Invitation Homes Inc. (INVH) Tops Q2 EPS by 2c, Revenues Beat
Invitation Homes Inc. (NYSE: INVH) reported Q2 EPS of $0.08, $0.02 better than the analyst estimate of $0.06. Revenue for the quarter came in at $450 million versus the consensus estimate of $445.63 million.
Second Quarter 2020 Highlights
- Year over year, total revenues increased 1.9% to $450 million, total property operating and maintenance expenses increased 0.3% to $167 million, net income attributable to common stockholders increased 10.2% to $43 million, and net income per diluted common share increased 5.4% to $0.08.
- Year over year, Core FFO per share increased 4.4% to $0.32, and AFFO per share increased 9.4% to $0.27.
- Same Store NOI grew 2.3% year over year on 2.0% Same Store Core revenue growth and 1.3% Same Store Core operating expense growth.
- Same Store average occupancy was 97.5%, up 100 basis points year over year.
- Same Store renewal rent growth of 3.5% and Same Store new lease rent growth of 2.7% drove Same Store blended rent growth of 3.3%.
- The Company resumed sourcing acquisitions in June after pausing activity from mid-March through May.
- The Company issued and sold 16,690,400 shares of common stock during the quarter for net proceeds of $448 million. $150 million of the proceeds were used to fully repay the balance outstanding on the Company's revolving line of credit, and remaining proceeds are expected to be used primarily for acquisitions.
President & Chief Executive Officer Dallas Tanner comments: "The resilience of our business and the agility of our team and platform continue to serve us well as the COVID-19 pandemic evolves. I could not be prouder of the genuine care our associates in each market continue to provide, which has been reflected in rising resident satisfaction scores. Simply put, the pandemic has not slowed us down in living up to our mission statement, 'Together with you, we make a house a home.'
"Demand for our homes is as strong as it has ever been, with summer occupancy at record highs.

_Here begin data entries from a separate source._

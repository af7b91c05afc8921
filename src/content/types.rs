//! Content types for bhub: articles, authors, categories.

use crate::feed::MAX_ABSTRACT_LENGTH;

/// An ingested article.
#[derive(Debug, Clone)]
pub struct Article {
    /// Article ID.
    pub id: i64,
    /// Feed the article was ingested from.
    pub feed_id: i64,
    /// Assigned category (optional).
    pub category_id: Option<i64>,
    /// Unique identifier within the feed (RSS guid or Atom id).
    pub guid: String,
    /// Article title.
    pub title: String,
    /// Abstract text (HTML stripped, truncated).
    pub abstract_text: Option<String>,
    /// Link to the original article.
    pub original_url: Option<String>,
    /// When the article was published upstream.
    pub published_at: Option<String>,
    /// When the article was ingested.
    pub created_at: String,
    /// Admin-curated highlight flag.
    pub highlighted: bool,
    /// Soft-removal flag (hidden from public queries).
    pub is_archived: bool,
    /// Number of public detail views.
    pub view_count: i64,
    /// Embedding vector as JSON (optional).
    pub embedding: Option<String>,
}

/// New article for creation.
#[derive(Debug, Clone)]
pub struct NewArticle {
    /// Feed ID.
    pub feed_id: i64,
    /// Unique identifier within the feed.
    pub guid: String,
    /// Article title.
    pub title: String,
    /// Abstract text.
    pub abstract_text: Option<String>,
    /// Link to the original article.
    pub original_url: Option<String>,
    /// Upstream publication timestamp (storage format).
    pub published_at: Option<String>,
    /// Assigned category.
    pub category_id: Option<i64>,
    /// Embedding vector as JSON.
    pub embedding: Option<String>,
}

impl NewArticle {
    /// Create a new article.
    pub fn new(feed_id: i64, guid: impl Into<String>, title: impl Into<String>) -> Self {
        Self {
            feed_id,
            guid: guid.into(),
            title: title.into(),
            abstract_text: None,
            original_url: None,
            published_at: None,
            category_id: None,
            embedding: None,
        }
    }

    /// Set the abstract, truncating to the stored maximum.
    pub fn with_abstract(mut self, text: impl Into<String>) -> Self {
        let text = text.into();
        if text.len() > MAX_ABSTRACT_LENGTH {
            self.abstract_text = Some(text.chars().take(MAX_ABSTRACT_LENGTH).collect());
        } else {
            self.abstract_text = Some(text);
        }
        self
    }

    /// Set the original URL.
    pub fn with_original_url(mut self, url: impl Into<String>) -> Self {
        self.original_url = Some(url.into());
        self
    }

    /// Set the publication timestamp.
    pub fn with_published_at(mut self, published_at: impl Into<String>) -> Self {
        self.published_at = Some(published_at.into());
        self
    }

    /// Set the category.
    pub fn with_category(mut self, category_id: i64) -> Self {
        self.category_id = Some(category_id);
        self
    }

    /// Set the embedding vector (JSON).
    pub fn with_embedding(mut self, embedding: impl Into<String>) -> Self {
        self.embedding = Some(embedding.into());
        self
    }
}

/// Query parameters for listing articles.
#[derive(Debug, Clone, Default)]
pub struct ArticleQuery {
    /// Free-text search over title and abstract.
    pub search: Option<String>,
    /// Restrict to a category.
    pub category_id: Option<i64>,
    /// Restrict to a feed.
    pub feed_id: Option<i64>,
    /// Include archived articles (admin listings).
    pub include_archived: bool,
    /// Only highlighted articles.
    pub highlighted_only: bool,
    /// Maximum number of rows.
    pub limit: i64,
    /// Offset for pagination.
    pub offset: i64,
}

impl ArticleQuery {
    /// Create a query with the given page window.
    pub fn page(limit: i64, offset: i64) -> Self {
        Self {
            limit,
            offset,
            ..Self::default()
        }
    }
}

/// An author of one or more articles.
#[derive(Debug, Clone, sqlx::FromRow)]
pub struct Author {
    /// Author ID.
    pub id: i64,
    /// Author name (unique).
    pub name: String,
}

/// An article category.
#[derive(Debug, Clone, sqlx::FromRow)]
pub struct Category {
    /// Category ID.
    pub id: i64,
    /// Display name.
    pub name: String,
    /// URL-safe slug (unique, non-empty).
    pub slug: String,
    /// Display color (hex code).
    pub color: Option<String>,
    /// Creation timestamp.
    pub created_at: String,
}

/// New category for creation.
#[derive(Debug, Clone)]
pub struct NewCategory {
    /// Display name.
    pub name: String,
    /// URL-safe slug; derived from the name when empty.
    pub slug: String,
    /// Display color.
    pub color: Option<String>,
}

impl NewCategory {
    /// Create a new category, deriving the slug from the name.
    pub fn new(name: impl Into<String>) -> Self {
        let name = name.into();
        let slug = slugify(&name);
        Self {
            name,
            slug,
            color: None,
        }
    }

    /// Use an explicit slug.
    pub fn with_slug(mut self, slug: impl Into<String>) -> Self {
        self.slug = slug.into();
        self
    }

    /// Set the display color.
    pub fn with_color(mut self, color: impl Into<String>) -> Self {
        self.color = Some(color.into());
        self
    }
}

/// Derive a URL-safe slug from a name.
///
/// Lowercases, maps non-alphanumeric runs to single hyphens, trims hyphens.
pub fn slugify(name: &str) -> String {
    let mut slug = String::with_capacity(name.len());
    let mut last_was_hyphen = true;

    for ch in name.chars() {
        if ch.is_ascii_alphanumeric() {
            slug.push(ch.to_ascii_lowercase());
            last_was_hyphen = false;
        } else if !last_was_hyphen {
            slug.push('-');
            last_was_hyphen = true;
        }
    }

    slug.trim_end_matches('-').to_string()
}

#[cfg(test)]
mod tests {
    use super::*;

    #[test]
    fn test_new_article_builder() {
        let article = NewArticle::new(1, "doi-1", "Functional Analysis")
            .with_abstract("Study abstract")
            .with_original_url("https://example.com/1")
            .with_category(3);
        assert_eq!(article.feed_id, 1);
        assert_eq!(article.guid, "doi-1");
        assert_eq!(article.abstract_text, Some("Study abstract".to_string()));
        assert_eq!(article.category_id, Some(3));
    }

    #[test]
    fn test_new_article_truncates_long_abstract() {
        let long = "a".repeat(MAX_ABSTRACT_LENGTH + 50);
        let article = NewArticle::new(1, "g", "T").with_abstract(long);
        assert_eq!(
            article.abstract_text.unwrap().len(),
            MAX_ABSTRACT_LENGTH
        );
    }

    #[test]
    fn test_slugify() {
        assert_eq!(slugify("Applied Behavior Analysis"), "applied-behavior-analysis");
        assert_eq!(slugify("  Verbal   Behavior  "), "verbal-behavior");
        assert_eq!(slugify("OBM & Ethics!"), "obm-ethics");
        assert_eq!(slugify("ABA"), "aba");
        assert_eq!(slugify("!!!"), "");
    }

    #[test]
    fn test_new_category_derives_slug() {
        let cat = NewCategory::new("Verbal Behavior");
        assert_eq!(cat.slug, "verbal-behavior");

        let cat = NewCategory::new("Verbal Behavior").with_slug("vb");
        assert_eq!(cat.slug, "vb");
    }

    #[test]
    fn test_article_query_page() {
        let query = ArticleQuery::page(20, 40);
        assert_eq!(query.limit, 20);
        assert_eq!(query.offset, 40);
        assert!(!query.include_archived);
        assert!(!query.highlighted_only);
    }
}
//! Configuration module for bhub.

use serde::Deserialize;
use std::path::Path;

use crate::{BhubError, Result};

/// HTTP server configuration.
#[derive(Debug, Clone, Deserialize)]
pub struct ServerConfig {
    /// Host address to bind.
    #[serde(default = "default_host")]
    pub host: String,
    /// Port number to listen on.
    #[serde(default = "default_port")]
    pub port: u16,
    /// Allowed CORS origins (empty = same-origin only).
    #[serde(default)]
    pub cors_origins: Vec<String>,
}

fn default_host() -> String {
    "0.0.0.0".to_string()
}

fn default_port() -> u16 {
    8080
}

impl Default for ServerConfig {
    fn default() -> Self {
        Self {
            host: default_host(),
            port: default_port(),
            cors_origins: Vec::new(),
        }
    }
}

/// Database configuration.
#[derive(Debug, Clone, Deserialize)]
pub struct DatabaseConfig {
    /// Path to the SQLite database file (or connection URL for PostgreSQL).
    #[serde(default = "default_db_path")]
    pub path: String,
}

fn default_db_path() -> String {
    "data/bhub.db".to_string()
}

impl Default for DatabaseConfig {
    fn default() -> Self {
        Self {
            path: default_db_path(),
        }
    }
}

/// Site information configuration.
#[derive(Debug, Clone, Deserialize)]
pub struct SiteConfig {
    /// Name of the site.
    #[serde(default = "default_site_name")]
    pub name: String,
    /// Description of the site.
    #[serde(default = "default_site_description")]
    pub description: String,
}

fn default_site_name() -> String {
    "bhub".to_string()
}

fn default_site_description() -> String {
    "Content repository for behavior analysis research".to_string()
}

impl Default for SiteConfig {
    fn default() -> Self {
        Self {
            name: default_site_name(),
            description: default_site_description(),
        }
    }
}

/// Authentication configuration.
#[derive(Debug, Clone, Deserialize)]
pub struct AuthConfig {
    /// Secret key for signing JWT access tokens.
    ///
    /// Overridable via the `BHUB_JWT_SECRET` environment variable.
    #[serde(default)]
    pub jwt_secret: String,
    /// Access token expiry in seconds.
    #[serde(default = "default_access_token_expiry")]
    pub access_token_expiry_secs: u64,
    /// Refresh token expiry in days.
    #[serde(default = "default_refresh_token_expiry")]
    pub refresh_token_expiry_days: u64,
    /// Username for the bootstrap admin account (created when no users exist).
    #[serde(default = "default_admin_username")]
    pub admin_username: String,
    /// Password for the bootstrap admin account.
    #[serde(default)]
    pub admin_password: String,
}

fn default_access_token_expiry() -> u64 {
    900
}

fn default_refresh_token_expiry() -> u64 {
    7
}

fn default_admin_username() -> String {
    "admin".to_string()
}

impl Default for AuthConfig {
    fn default() -> Self {
        Self {
            jwt_secret: String::new(),
            access_token_expiry_secs: default_access_token_expiry(),
            refresh_token_expiry_days: default_refresh_token_expiry(),
            admin_username: default_admin_username(),
            admin_password: String::new(),
        }
    }
}

/// Feed synchronization configuration.
#[derive(Debug, Clone, Deserialize)]
pub struct SyncConfig {
    /// Whether the in-process background sync loop runs.
    ///
    /// Leave disabled when an external scheduler drives `/api/cron/sync`.
    #[serde(default)]
    pub background_enabled: bool,
    /// Background check interval in seconds.
    #[serde(default = "default_sync_interval")]
    pub interval_secs: u64,
    /// Maximum number of entries ingested per feed per sync.
    #[serde(default = "default_max_items")]
    pub max_items_per_feed: usize,
}

fn default_sync_interval() -> u64 {
    3600
}

fn default_max_items() -> usize {
    100
}

impl Default for SyncConfig {
    fn default() -> Self {
        Self {
            background_enabled: false,
            interval_secs: default_sync_interval(),
            max_items_per_feed: default_max_items(),
        }
    }
}

/// Retention configuration for the cleanup job.
#[derive(Debug, Clone, Deserialize)]
pub struct RetentionConfig {
    /// Articles older than this many days are eligible for cleanup.
    #[serde(default = "default_retention_days")]
    pub days: i64,
    /// Soft-archive old articles instead of deleting them.
    #[serde(default)]
    pub archive_instead_of_delete: bool,
}

fn default_retention_days() -> i64 {
    365
}

impl Default for RetentionConfig {
    fn default() -> Self {
        Self {
            days: default_retention_days(),
            archive_instead_of_delete: false,
        }
    }
}

/// Cron endpoint configuration.
#[derive(Debug, Clone, Default, Deserialize)]
pub struct CronConfig {
    /// Shared secret required in the `x-cron-secret` header.
    ///
    /// Overridable via the `BHUB_CRON_SECRET` environment variable.
    /// When empty, the cron endpoints are disabled.
    #[serde(default)]
    pub secret: String,
}

/// Embedding provider configuration.
#[derive(Debug, Clone, Deserialize)]
pub struct EmbeddingConfig {
    /// Base URL of the embedding HTTP service. Empty disables the feature.
    #[serde(default)]
    pub service_url: String,
    /// Number of candidate articles considered for similarity ranking.
    #[serde(default = "default_similarity_candidates")]
    pub similarity_candidates: usize,
}

fn default_similarity_candidates() -> usize {
    200
}

impl Default for EmbeddingConfig {
    fn default() -> Self {
        Self {
            service_url: String::new(),
            similarity_candidates: default_similarity_candidates(),
        }
    }
}

/// Logging configuration.
#[derive(Debug, Clone, Deserialize)]
pub struct LoggingConfig {
    /// Log level (trace, debug, info, warn, error).
    #[serde(default = "default_log_level")]
    pub level: String,
    /// Path to the log file (empty = console only).
    #[serde(default = "default_log_file")]
    pub file: String,
}

fn default_log_level() -> String {
    "info".to_string()
}

fn default_log_file() -> String {
    "logs/bhub.log".to_string()
}

impl Default for LoggingConfig {
    fn default() -> Self {
        Self {
            level: default_log_level(),
            file: default_log_file(),
        }
    }
}

/// Top-level configuration.
#[derive(Debug, Clone, Default, Deserialize)]
pub struct Config {
    /// HTTP server settings.
    #[serde(default)]
    pub server: ServerConfig,
    /// Database settings.
    #[serde(default)]
    pub database: DatabaseConfig,
    /// Site information.
    #[serde(default)]
    pub site: SiteConfig,
    /// Authentication settings.
    #[serde(default)]
    pub auth: AuthConfig,
    /// Feed sync settings.
    #[serde(default)]
    pub sync: SyncConfig,
    /// Retention settings.
    #[serde(default)]
    pub retention: RetentionConfig,
    /// Cron endpoint settings.
    #[serde(default)]
    pub cron: CronConfig,
    /// Embedding provider settings.
    #[serde(default)]
    pub embedding: EmbeddingConfig,
    /// Logging settings.
    #[serde(default)]
    pub logging: LoggingConfig,
}

impl Config {
    /// Load configuration from a TOML file and apply environment overrides.
    pub fn load(path: impl AsRef<Path>) -> Result<Self> {
        let content = std::fs::read_to_string(path.as_ref())?;
        let mut config: Config = toml::from_str(&content)
            .map_err(|e| BhubError::Config(format!("failed to parse config: {e}")))?;
        config.apply_env_overrides();
        Ok(config)
    }

    /// Apply environment variable overrides for secrets.
    pub fn apply_env_overrides(&mut self) {
        if let Ok(secret) = std::env::var("BHUB_JWT_SECRET") {
            if !secret.is_empty() {
                self.auth.jwt_secret = secret;
            }
        }
        if let Ok(secret) = std::env::var("BHUB_CRON_SECRET") {
            if !secret.is_empty() {
                self.cron.secret = secret;
            }
        }
    }

    /// Validate settings that have no sensible fallback.
    pub fn validate(&self) -> Result<()> {
        if self.auth.jwt_secret.is_empty() {
            return Err(BhubError::Config(
                "auth.jwt_secret must be set (or BHUB_JWT_SECRET)".to_string(),
            ));
        }
        if self.retention.days <= 0 {
            return Err(BhubError::Config(
                "retention.days must be positive".to_string(),
            ));
        }
        Ok(())
    }
}
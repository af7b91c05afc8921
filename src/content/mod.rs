//! Content module for bhub: articles, authors and categories.

pub mod article_repository;
pub mod category_repository;
pub mod types;

pub use article_repository::{ArticleRepository, AuthorRepository};
pub use category_repository::CategoryRepository;
pub use types::{slugify, Article, ArticleQuery, Author, Category, NewArticle, NewCategory};
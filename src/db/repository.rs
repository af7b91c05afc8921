//! User repository for bhub.

use sqlx::QueryBuilder;

use super::user::{NewUser, Role, User, UserUpdate};
use super::{DbPool, SQL_NOW};
use crate::{BhubError, Result};

/// Row type for users from the database.
#[derive(Debug, Clone, sqlx::FromRow)]
struct UserRow {
    id: i64,
    username: String,
    password: String,
    display_name: String,
    role: String,
    created_at: String,
    last_login: Option<String>,
    is_active: bool,
}

impl From<UserRow> for User {
    fn from(row: UserRow) -> Self {
        User {
            id: row.id,
            username: row.username,
            password: row.password,
            display_name: row.display_name,
            role: row.role.parse().unwrap_or_default(),
            created_at: row.created_at,
            last_login: row.last_login,
            is_active: row.is_active,
        }
    }
}

const USER_COLUMNS: &str =
    "id, username, password, display_name, role, created_at, last_login, is_active";

/// Repository for user CRUD operations.
pub struct UserRepository<'a> {
    pool: &'a DbPool,
}

impl<'a> UserRepository<'a> {
    /// Create a new UserRepository with the given database pool reference.
    pub fn new(pool: &'a DbPool) -> Self {
        Self { pool }
    }

    /// Create a new user in the database.
    ///
    /// Returns the created user with the assigned ID.
    pub async fn create(&self, new_user: &NewUser) -> Result<User> {
        let id: i64 = sqlx::query_scalar(
            "INSERT INTO users (username, password, display_name, role)
             VALUES ($1, $2, $3, $4)
             RETURNING id",
        )
        .bind(&new_user.username)
        .bind(&new_user.password)
        .bind(&new_user.display_name)
        .bind(new_user.role.as_str())
        .fetch_one(self.pool)
        .await
        .map_err(|e| BhubError::Database(e.to_string()))?;

        self.get_by_id(id)
            .await?
            .ok_or_else(|| BhubError::NotFound("user".to_string()))
    }

    /// Get a user by ID.
    pub async fn get_by_id(&self, id: i64) -> Result<Option<User>> {
        let sql = format!("SELECT {USER_COLUMNS} FROM users WHERE id = $1");
        let row = sqlx::query_as::<_, UserRow>(&sql)
            .bind(id)
            .fetch_optional(self.pool)
            .await
            .map_err(|e| BhubError::Database(e.to_string()))?;

        Ok(row.map(User::from))
    }

    /// Get a user by username.
    pub async fn get_by_username(&self, username: &str) -> Result<Option<User>> {
        let sql = format!("SELECT {USER_COLUMNS} FROM users WHERE username = $1");
        let row = sqlx::query_as::<_, UserRow>(&sql)
            .bind(username)
            .fetch_optional(self.pool)
            .await
            .map_err(|e| BhubError::Database(e.to_string()))?;

        Ok(row.map(User::from))
    }

    /// List all users (ordered by id).
    pub async fn list_all(&self) -> Result<Vec<User>> {
        let sql = format!("SELECT {USER_COLUMNS} FROM users ORDER BY id ASC");
        let rows = sqlx::query_as::<_, UserRow>(&sql)
            .fetch_all(self.pool)
            .await
            .map_err(|e| BhubError::Database(e.to_string()))?;

        Ok(rows.into_iter().map(User::from).collect())
    }

    /// Count all users.
    pub async fn count(&self) -> Result<i64> {
        let count: i64 = sqlx::query_scalar("SELECT COUNT(*) FROM users")
            .fetch_one(self.pool)
            .await
            .map_err(|e| BhubError::Database(e.to_string()))?;
        Ok(count)
    }

    /// Update a user by ID.
    ///
    /// Only fields set in the update are modified.
    /// Returns the updated user, or None if not found.
    pub async fn update(&self, id: i64, update: &UserUpdate) -> Result<Option<User>> {
        if update.is_empty() {
            return self.get_by_id(id).await;
        }

        let mut query: QueryBuilder<crate::db::DbBackend> = QueryBuilder::new("UPDATE users SET ");
        let mut separated = query.separated(", ");

        if let Some(ref password) = update.password {
            separated.push("password = ");
            separated.push_bind_unseparated(password.clone());
        }
        if let Some(ref display_name) = update.display_name {
            separated.push("display_name = ");
            separated.push_bind_unseparated(display_name.clone());
        }
        if let Some(role) = update.role {
            separated.push("role = ");
            separated.push_bind_unseparated(role.as_str().to_string());
        }
        if let Some(is_active) = update.is_active {
            separated.push("is_active = ");
            separated.push_bind_unseparated(is_active);
        }

        query.push(" WHERE id = ");
        query.push_bind(id);

        let result = query
            .build()
            .execute(self.pool)
            .await
            .map_err(|e| BhubError::Database(e.to_string()))?;

        if result.rows_affected() == 0 {
            return Ok(None);
        }

        self.get_by_id(id).await
    }

    /// Update the last login timestamp for a user.
    pub async fn update_last_login(&self, id: i64) -> Result<()> {
        let sql = format!("UPDATE users SET last_login = {SQL_NOW} WHERE id = $1");
        sqlx::query(&sql)
            .bind(id)
            .execute(self.pool)
            .await
            .map_err(|e| BhubError::Database(e.to_string()))?;
        Ok(())
    }

    /// Delete a user by ID.
    ///
    /// Returns true if a user was deleted, false if not found.
    pub async fn delete(&self, id: i64) -> Result<bool> {
        let result = sqlx::query("DELETE FROM users WHERE id = $1")
            .bind(id)
            .execute(self.pool)
            .await
            .map_err(|e| BhubError::Database(e.to_string()))?;

        Ok(result.rows_affected() > 0)
    }
}

#[cfg(all(test, feature = "sqlite"))]
mod tests {
    use super::*;
    use crate::db::Database;

    async fn setup_db() -> Database {
        Database::open_in_memory().await.unwrap()
    }

    #[tokio::test]
    async fn test_create_and_get_user() {
        let db = setup_db().await;
        let repo = UserRepository::new(db.pool());

        let user = repo
            .create(&NewUser::new("alice", "hash", "Alice"))
            .await
            .unwrap();
        assert_eq!(user.username, "alice");
        assert_eq!(user.role, Role::Member);
        assert!(user.is_active);

        let found = repo.get_by_username("alice").await.unwrap().unwrap();
        assert_eq!(found.id, user.id);
    }

    #[tokio::test]
    async fn test_create_duplicate_username_fails() {
        let db = setup_db().await;
        let repo = UserRepository::new(db.pool());

        repo.create(&NewUser::new("alice", "hash", "Alice"))
            .await
            .unwrap();
        let result = repo.create(&NewUser::new("alice", "hash2", "Alice 2")).await;
        assert!(result.is_err());
    }

    #[tokio::test]
    async fn test_update_role() {
        let db = setup_db().await;
        let repo = UserRepository::new(db.pool());

        let user = repo
            .create(&NewUser::new("alice", "hash", "Alice"))
            .await
            .unwrap();

        let updated = repo
            .update(user.id, &UserUpdate::new().role(Role::Admin))
            .await
            .unwrap()
            .unwrap();
        assert_eq!(updated.role, Role::Admin);
    }

    #[tokio::test]
    async fn test_update_missing_user() {
        let db = setup_db().await;
        let repo = UserRepository::new(db.pool());

        let result = repo
            .update(999, &UserUpdate::new().is_active(false))
            .await
            .unwrap();
        assert!(result.is_none());
    }

    #[tokio::test]
    async fn test_empty_update_returns_current() {
        let db = setup_db().await;
        let repo = UserRepository::new(db.pool());

        let user = repo
            .create(&NewUser::new("alice", "hash", "Alice"))
            .await
            .unwrap();
        let unchanged = repo
            .update(user.id, &UserUpdate::new())
            .await
            .unwrap()
            .unwrap();
        assert_eq!(unchanged.display_name, "Alice");
    }

    #[tokio::test]
    async fn test_count_and_delete() {
        let db = setup_db().await;
        let repo = UserRepository::new(db.pool());

        assert_eq!(repo.count().await.unwrap(), 0);
        let user = repo
            .create(&NewUser::new("alice", "hash", "Alice"))
            .await
            .unwrap();
        assert_eq!(repo.count().await.unwrap(), 1);

        assert!(repo.delete(user.id).await.unwrap());
        assert!(!repo.delete(user.id).await.unwrap());
        assert_eq!(repo.count().await.unwrap(), 0);
    }

    #[tokio::test]
    async fn test_update_last_login() {
        let db = setup_db().await;
        let repo = UserRepository::new(db.pool());

        let user = repo
            .create(&NewUser::new("alice", "hash", "Alice"))
            .await
            .unwrap();
        assert!(user.last_login.is_none());

        repo.update_last_login(user.id).await.unwrap();
        let user = repo.get_by_id(user.id).await.unwrap().unwrap();
        assert!(user.last_login.is_some());
    }
}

We have successfully adapted to meet this demand and deliver exceptional service in a way that continues to prioritize health and safety above all else. We have also continued to achieve strong rent collection from our mature, stable resident base, with collections in June and July near historical average levels. This combination of strong demand and outstanding execution helped drive a year-over-year increase in AFFO per share of over 9% in the second quarter.
"This result would not have been possible without the differentiated locations of our homes, the scale of our portfolio in each market, and our local approach to asset management and resident service that enhances control over the resident experience. We believe these differentiators also position us optimally to capitalize on long-term growth fundamentals. We see a significant pipeline of demand in the millennial generation moving toward single-family rental over the next decade, and the ripple-effects of COVID-19 may further intensify preferences for single-family space over denser housing options. On top of organic growth, we see a compelling opportunity for long-term external growth, and we resumed placing acquisitions under contract in June.
"As disciplined investors and operators, we will continue to grow toward a bright future at the same time we stay nimble in the present to safely provide high-quality homes and genuine care to our residents and communities in this time of need."